Data extract —
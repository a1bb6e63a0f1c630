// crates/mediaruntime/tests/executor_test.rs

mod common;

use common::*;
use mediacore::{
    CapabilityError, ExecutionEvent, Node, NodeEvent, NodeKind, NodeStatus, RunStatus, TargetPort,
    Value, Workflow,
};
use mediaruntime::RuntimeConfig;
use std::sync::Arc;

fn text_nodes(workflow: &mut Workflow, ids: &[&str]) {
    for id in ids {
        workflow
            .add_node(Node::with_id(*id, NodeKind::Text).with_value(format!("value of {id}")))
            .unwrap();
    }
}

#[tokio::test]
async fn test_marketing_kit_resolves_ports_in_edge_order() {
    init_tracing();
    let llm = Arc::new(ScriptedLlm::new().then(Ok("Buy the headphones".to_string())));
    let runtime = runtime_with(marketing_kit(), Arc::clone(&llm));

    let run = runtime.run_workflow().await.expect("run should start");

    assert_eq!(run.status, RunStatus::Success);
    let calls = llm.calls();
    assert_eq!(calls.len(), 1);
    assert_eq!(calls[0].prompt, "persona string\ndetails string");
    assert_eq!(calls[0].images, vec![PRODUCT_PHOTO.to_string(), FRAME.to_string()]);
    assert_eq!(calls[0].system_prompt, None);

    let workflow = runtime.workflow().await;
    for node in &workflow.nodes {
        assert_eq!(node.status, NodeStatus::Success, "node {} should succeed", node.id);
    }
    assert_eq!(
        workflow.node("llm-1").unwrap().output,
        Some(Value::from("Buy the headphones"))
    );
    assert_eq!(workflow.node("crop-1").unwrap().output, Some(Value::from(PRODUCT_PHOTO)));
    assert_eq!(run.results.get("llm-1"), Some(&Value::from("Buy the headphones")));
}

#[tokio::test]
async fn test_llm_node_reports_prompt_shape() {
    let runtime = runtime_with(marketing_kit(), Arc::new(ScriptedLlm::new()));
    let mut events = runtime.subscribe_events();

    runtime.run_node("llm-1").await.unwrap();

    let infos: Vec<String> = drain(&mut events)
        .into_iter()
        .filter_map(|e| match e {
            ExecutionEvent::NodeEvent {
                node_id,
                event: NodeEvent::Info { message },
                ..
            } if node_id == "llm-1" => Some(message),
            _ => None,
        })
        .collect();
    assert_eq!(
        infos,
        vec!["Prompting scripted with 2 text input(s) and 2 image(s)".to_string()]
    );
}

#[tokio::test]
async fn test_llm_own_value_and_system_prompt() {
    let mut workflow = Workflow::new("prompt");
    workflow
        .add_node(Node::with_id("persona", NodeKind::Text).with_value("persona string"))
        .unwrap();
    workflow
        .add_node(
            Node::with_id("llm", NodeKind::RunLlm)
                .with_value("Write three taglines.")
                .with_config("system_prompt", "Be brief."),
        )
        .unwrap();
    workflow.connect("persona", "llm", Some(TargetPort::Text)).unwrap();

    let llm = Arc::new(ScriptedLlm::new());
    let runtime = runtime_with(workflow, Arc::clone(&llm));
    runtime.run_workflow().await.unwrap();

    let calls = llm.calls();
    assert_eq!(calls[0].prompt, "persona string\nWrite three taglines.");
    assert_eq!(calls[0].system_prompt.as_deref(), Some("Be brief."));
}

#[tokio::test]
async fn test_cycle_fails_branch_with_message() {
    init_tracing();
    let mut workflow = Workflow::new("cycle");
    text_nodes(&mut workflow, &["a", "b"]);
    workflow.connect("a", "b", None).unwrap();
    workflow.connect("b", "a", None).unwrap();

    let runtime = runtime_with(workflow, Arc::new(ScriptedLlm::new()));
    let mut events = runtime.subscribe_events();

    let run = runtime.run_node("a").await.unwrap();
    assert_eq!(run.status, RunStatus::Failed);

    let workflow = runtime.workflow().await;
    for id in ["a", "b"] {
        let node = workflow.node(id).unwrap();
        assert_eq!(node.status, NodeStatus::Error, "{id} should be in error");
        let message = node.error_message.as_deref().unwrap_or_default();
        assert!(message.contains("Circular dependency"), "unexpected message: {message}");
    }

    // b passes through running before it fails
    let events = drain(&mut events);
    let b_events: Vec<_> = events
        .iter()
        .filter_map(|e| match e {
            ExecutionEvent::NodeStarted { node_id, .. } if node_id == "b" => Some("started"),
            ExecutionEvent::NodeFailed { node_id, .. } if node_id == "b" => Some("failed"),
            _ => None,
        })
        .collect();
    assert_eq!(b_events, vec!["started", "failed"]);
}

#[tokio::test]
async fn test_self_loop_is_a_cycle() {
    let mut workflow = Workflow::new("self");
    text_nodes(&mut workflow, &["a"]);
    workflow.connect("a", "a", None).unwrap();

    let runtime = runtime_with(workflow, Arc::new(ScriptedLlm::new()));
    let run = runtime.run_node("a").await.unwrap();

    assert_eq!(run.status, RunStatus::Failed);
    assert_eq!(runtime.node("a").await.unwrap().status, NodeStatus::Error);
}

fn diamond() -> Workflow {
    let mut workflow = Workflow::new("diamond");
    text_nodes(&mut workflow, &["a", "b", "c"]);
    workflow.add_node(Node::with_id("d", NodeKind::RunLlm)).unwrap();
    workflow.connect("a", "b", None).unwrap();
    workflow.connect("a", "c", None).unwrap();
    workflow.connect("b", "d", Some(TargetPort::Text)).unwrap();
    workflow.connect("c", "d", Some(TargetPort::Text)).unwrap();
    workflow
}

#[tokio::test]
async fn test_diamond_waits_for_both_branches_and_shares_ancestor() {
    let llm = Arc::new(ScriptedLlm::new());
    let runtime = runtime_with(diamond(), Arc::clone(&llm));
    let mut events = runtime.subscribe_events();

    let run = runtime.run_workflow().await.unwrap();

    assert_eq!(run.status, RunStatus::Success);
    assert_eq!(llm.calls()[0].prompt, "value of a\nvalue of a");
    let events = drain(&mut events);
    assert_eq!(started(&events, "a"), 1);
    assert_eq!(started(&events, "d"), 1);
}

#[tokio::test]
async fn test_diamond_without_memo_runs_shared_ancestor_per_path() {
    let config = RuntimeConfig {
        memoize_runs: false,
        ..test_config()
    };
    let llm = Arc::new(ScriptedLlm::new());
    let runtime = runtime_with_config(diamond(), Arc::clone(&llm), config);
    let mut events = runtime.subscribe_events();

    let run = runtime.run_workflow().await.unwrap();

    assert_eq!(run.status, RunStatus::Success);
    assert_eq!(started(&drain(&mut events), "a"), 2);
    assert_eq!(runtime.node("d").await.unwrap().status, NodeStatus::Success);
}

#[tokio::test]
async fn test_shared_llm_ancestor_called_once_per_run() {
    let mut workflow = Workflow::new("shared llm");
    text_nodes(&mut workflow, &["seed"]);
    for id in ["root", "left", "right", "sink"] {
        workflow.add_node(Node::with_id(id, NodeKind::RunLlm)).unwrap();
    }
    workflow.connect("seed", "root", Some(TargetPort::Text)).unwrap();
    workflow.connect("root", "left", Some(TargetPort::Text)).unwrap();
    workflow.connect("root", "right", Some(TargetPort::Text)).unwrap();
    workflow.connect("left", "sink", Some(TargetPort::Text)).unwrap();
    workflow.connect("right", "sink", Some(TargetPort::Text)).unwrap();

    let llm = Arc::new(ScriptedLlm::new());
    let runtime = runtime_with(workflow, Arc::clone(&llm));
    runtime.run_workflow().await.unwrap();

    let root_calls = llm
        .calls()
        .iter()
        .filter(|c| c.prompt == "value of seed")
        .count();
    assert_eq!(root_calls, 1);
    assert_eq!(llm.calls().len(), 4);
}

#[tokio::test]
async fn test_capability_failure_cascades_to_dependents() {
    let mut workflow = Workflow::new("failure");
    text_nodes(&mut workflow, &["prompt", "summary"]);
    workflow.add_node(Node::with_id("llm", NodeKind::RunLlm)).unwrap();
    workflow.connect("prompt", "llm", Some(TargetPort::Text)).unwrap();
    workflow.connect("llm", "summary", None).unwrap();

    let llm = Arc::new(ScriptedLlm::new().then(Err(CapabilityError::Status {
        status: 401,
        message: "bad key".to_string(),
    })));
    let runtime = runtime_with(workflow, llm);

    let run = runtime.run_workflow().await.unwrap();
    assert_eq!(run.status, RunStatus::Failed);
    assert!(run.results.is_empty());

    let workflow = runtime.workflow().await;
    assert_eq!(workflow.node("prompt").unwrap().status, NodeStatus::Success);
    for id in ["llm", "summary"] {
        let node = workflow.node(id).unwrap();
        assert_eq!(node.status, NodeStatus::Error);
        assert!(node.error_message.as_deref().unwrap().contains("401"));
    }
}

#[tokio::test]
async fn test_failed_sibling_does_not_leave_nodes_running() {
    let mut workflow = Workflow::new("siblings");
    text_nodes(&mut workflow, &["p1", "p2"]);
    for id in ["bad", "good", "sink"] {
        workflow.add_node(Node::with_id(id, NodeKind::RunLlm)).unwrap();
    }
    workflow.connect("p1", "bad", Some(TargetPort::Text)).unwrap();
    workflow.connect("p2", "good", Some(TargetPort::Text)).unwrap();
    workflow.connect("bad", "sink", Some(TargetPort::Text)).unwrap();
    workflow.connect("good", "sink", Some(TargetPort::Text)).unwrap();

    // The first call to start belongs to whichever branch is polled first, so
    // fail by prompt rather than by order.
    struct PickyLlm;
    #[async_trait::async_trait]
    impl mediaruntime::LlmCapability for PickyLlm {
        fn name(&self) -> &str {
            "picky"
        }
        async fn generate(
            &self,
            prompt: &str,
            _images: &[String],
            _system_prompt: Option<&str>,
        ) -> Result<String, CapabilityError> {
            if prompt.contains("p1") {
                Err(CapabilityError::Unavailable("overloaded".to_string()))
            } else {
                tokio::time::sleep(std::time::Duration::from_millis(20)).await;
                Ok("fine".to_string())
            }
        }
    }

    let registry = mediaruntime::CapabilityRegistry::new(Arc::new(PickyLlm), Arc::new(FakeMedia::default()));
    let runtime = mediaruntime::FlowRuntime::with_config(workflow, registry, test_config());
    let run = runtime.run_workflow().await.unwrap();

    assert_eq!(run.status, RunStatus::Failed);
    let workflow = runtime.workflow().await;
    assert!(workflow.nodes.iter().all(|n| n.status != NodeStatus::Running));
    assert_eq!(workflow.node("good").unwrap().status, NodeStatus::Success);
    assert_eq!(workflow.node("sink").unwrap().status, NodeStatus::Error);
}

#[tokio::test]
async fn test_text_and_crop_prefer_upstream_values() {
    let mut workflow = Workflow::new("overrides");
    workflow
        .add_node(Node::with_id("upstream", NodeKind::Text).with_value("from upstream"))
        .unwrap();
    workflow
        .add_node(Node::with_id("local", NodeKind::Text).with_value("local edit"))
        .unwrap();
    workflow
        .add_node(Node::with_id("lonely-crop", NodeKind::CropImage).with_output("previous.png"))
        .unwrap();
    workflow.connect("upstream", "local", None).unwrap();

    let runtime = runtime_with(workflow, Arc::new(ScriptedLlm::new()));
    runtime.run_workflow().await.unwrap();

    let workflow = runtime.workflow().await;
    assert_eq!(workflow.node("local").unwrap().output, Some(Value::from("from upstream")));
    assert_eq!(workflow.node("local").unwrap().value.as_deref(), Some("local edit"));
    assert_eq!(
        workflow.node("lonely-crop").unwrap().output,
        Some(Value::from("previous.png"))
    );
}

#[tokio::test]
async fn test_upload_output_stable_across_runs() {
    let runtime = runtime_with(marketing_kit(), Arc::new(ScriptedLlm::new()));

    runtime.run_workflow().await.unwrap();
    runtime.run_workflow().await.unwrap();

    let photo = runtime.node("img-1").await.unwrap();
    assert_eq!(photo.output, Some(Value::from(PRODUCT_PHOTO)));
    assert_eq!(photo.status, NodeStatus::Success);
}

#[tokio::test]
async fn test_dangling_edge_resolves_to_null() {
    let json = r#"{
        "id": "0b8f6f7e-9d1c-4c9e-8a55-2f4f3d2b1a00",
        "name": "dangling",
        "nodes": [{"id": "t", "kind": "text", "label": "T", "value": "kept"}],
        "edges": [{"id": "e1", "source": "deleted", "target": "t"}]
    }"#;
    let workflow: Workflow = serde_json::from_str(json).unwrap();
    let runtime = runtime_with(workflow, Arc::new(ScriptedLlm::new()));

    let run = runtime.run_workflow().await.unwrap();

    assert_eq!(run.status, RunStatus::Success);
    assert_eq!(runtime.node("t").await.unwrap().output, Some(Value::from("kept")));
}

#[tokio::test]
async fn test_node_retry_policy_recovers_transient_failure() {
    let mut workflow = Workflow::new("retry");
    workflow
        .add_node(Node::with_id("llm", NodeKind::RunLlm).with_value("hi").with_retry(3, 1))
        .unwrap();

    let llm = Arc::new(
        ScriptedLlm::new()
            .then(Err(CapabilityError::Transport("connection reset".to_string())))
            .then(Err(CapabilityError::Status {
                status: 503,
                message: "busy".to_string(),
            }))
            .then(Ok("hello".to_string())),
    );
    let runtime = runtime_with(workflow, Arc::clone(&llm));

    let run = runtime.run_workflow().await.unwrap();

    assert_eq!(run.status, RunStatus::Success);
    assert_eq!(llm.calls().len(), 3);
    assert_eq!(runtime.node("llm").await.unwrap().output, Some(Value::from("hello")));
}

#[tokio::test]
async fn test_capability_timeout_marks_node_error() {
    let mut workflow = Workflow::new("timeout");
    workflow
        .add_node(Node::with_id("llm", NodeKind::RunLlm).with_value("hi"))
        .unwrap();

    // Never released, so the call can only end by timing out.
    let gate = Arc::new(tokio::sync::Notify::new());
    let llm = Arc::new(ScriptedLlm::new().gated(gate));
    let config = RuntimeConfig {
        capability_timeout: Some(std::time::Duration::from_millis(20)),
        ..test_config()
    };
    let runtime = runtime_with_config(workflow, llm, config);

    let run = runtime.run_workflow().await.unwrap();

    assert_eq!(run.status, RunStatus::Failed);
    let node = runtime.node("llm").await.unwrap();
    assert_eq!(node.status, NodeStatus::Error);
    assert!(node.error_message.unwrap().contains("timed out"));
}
---
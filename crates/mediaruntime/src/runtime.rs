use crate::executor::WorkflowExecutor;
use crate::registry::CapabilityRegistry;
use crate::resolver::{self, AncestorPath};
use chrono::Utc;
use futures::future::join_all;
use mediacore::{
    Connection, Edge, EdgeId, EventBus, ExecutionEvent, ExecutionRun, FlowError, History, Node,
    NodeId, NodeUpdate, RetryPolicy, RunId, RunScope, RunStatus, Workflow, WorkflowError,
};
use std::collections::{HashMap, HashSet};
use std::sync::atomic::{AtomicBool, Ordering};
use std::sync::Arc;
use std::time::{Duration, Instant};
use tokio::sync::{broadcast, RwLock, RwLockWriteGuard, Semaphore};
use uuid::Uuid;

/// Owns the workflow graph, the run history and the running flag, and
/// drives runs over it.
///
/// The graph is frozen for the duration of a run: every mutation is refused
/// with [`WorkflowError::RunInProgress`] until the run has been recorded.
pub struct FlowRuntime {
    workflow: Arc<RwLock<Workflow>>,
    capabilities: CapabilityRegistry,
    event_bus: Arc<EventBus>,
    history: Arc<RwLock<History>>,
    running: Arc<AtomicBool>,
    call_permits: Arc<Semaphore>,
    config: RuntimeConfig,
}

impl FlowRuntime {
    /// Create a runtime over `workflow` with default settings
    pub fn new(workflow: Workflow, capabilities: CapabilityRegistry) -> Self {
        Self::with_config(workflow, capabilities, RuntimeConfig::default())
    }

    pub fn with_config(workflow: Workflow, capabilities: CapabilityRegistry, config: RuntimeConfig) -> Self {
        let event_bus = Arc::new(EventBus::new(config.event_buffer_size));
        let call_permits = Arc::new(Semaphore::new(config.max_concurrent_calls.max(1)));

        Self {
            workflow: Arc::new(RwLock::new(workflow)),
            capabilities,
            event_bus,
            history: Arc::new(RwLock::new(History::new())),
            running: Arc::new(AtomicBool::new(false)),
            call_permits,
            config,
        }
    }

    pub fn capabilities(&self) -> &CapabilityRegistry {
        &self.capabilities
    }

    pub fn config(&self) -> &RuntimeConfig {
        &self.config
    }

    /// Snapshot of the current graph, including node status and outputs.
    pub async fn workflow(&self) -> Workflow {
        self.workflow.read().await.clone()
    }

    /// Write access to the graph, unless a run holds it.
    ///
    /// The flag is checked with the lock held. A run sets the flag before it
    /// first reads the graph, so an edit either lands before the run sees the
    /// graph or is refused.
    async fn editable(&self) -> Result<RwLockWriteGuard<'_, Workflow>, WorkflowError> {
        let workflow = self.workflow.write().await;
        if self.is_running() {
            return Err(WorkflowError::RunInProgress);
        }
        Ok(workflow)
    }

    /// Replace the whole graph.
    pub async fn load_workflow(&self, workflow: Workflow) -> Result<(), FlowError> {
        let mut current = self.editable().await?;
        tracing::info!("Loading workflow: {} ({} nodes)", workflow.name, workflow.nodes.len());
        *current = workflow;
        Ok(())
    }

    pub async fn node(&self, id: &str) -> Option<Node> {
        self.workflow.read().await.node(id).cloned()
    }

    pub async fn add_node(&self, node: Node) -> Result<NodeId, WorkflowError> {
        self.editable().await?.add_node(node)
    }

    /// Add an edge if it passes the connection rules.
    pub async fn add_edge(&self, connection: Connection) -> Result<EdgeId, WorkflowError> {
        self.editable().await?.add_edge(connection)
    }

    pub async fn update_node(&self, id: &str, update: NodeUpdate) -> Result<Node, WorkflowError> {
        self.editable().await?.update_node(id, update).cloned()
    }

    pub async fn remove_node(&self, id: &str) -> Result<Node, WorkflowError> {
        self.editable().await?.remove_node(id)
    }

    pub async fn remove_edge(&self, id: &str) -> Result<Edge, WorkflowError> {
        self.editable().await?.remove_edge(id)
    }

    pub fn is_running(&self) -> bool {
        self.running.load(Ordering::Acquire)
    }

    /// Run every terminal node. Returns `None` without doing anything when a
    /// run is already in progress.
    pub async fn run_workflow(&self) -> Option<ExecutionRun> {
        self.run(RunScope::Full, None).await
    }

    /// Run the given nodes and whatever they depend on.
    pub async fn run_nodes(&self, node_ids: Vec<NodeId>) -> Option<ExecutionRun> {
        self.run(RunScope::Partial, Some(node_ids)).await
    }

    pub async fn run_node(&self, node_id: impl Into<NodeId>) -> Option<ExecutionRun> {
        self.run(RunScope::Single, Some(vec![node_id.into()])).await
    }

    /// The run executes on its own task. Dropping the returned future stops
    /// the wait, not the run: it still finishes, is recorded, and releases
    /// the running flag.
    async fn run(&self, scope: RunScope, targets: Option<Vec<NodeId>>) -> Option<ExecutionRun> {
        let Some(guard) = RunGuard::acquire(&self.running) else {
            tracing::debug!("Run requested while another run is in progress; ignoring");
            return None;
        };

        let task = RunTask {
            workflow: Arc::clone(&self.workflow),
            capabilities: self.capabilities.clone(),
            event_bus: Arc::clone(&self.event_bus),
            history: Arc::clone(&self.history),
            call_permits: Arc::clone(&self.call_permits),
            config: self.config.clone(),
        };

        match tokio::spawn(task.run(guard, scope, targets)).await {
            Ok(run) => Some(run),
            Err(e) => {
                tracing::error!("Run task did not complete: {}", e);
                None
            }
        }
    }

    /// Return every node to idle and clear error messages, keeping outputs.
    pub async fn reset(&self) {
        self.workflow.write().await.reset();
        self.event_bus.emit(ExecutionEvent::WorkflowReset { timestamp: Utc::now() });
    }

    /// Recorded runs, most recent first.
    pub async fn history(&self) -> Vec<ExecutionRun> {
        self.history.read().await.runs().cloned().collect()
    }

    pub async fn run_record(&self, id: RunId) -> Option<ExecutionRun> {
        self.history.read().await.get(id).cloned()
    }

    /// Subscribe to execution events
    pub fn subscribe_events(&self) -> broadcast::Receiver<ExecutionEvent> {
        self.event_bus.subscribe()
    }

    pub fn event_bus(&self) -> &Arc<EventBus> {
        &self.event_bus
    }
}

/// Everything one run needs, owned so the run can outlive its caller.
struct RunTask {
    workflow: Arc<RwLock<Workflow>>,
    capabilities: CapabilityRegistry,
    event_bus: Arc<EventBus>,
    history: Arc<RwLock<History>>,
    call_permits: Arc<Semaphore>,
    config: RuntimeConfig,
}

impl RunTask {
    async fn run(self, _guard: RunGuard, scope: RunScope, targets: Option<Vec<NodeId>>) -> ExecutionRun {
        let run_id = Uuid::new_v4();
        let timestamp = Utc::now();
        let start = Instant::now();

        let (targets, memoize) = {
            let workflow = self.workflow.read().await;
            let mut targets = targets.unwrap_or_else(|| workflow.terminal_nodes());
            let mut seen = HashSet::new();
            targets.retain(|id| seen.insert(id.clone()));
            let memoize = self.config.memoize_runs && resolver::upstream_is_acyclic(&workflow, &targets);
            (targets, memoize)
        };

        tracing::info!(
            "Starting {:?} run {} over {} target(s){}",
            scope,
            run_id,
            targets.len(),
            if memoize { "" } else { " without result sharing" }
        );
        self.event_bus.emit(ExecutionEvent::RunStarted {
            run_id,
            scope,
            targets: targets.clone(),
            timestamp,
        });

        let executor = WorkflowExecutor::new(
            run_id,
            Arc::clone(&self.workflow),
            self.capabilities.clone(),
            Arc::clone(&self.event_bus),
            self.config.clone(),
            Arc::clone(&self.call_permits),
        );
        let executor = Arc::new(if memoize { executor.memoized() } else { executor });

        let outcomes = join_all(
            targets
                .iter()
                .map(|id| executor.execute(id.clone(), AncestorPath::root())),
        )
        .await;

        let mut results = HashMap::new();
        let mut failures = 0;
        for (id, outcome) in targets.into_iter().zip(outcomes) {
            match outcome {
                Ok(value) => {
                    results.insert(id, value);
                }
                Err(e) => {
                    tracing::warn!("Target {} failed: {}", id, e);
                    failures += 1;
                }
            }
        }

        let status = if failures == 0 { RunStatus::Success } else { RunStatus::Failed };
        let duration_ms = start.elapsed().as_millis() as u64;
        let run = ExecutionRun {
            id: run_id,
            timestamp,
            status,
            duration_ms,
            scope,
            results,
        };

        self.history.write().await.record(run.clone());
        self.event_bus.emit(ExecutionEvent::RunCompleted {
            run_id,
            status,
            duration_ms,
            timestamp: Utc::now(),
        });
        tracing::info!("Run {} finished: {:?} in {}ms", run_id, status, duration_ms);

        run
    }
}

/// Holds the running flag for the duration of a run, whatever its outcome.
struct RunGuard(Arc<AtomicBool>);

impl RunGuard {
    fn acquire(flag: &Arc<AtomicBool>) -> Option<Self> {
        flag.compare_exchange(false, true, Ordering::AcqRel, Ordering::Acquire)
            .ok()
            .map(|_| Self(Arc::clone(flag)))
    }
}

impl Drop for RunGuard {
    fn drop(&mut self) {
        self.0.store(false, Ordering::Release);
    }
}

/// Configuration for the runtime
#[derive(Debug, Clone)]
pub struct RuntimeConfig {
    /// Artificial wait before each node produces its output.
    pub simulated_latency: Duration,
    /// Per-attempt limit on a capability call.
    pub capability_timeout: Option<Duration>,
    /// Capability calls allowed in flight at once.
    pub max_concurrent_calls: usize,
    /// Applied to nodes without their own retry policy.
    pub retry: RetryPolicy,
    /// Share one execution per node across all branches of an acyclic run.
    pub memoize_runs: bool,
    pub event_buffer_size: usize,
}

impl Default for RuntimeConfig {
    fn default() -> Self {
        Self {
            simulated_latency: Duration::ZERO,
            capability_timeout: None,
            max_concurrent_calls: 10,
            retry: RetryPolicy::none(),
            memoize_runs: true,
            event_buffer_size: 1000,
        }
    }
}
...
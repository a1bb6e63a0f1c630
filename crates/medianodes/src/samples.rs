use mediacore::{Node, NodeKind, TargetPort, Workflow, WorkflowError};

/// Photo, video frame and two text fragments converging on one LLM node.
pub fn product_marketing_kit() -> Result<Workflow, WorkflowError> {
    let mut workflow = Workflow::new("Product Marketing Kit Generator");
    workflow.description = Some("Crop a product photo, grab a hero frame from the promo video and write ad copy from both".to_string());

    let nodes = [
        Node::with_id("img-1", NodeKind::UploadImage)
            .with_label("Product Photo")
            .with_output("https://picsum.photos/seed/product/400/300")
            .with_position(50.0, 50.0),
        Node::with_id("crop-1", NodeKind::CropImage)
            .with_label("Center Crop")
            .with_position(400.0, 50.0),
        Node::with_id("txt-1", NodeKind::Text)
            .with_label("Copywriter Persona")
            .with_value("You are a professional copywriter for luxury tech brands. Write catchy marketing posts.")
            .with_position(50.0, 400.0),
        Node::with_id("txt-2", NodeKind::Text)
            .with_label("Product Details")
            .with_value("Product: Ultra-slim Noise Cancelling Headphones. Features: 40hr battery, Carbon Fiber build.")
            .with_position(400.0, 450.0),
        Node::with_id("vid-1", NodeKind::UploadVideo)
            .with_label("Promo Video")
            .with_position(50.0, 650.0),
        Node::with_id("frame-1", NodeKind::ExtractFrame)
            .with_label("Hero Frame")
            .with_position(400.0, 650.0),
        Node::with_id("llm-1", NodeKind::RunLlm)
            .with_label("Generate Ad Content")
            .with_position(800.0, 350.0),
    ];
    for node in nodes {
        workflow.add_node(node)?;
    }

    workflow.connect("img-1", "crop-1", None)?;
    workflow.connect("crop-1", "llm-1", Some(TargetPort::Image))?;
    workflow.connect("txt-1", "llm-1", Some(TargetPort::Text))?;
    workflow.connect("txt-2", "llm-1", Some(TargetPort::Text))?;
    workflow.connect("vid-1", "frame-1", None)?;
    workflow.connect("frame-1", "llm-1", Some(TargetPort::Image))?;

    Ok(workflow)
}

Task item — Filter the records above for the string "FlowRuntime" and copy each matching line.

Response —
    let runtime = mediaruntime::FlowRuntime::with_config(workflow, registry, test_config());
pub struct FlowRuntime {
impl FlowRuntime {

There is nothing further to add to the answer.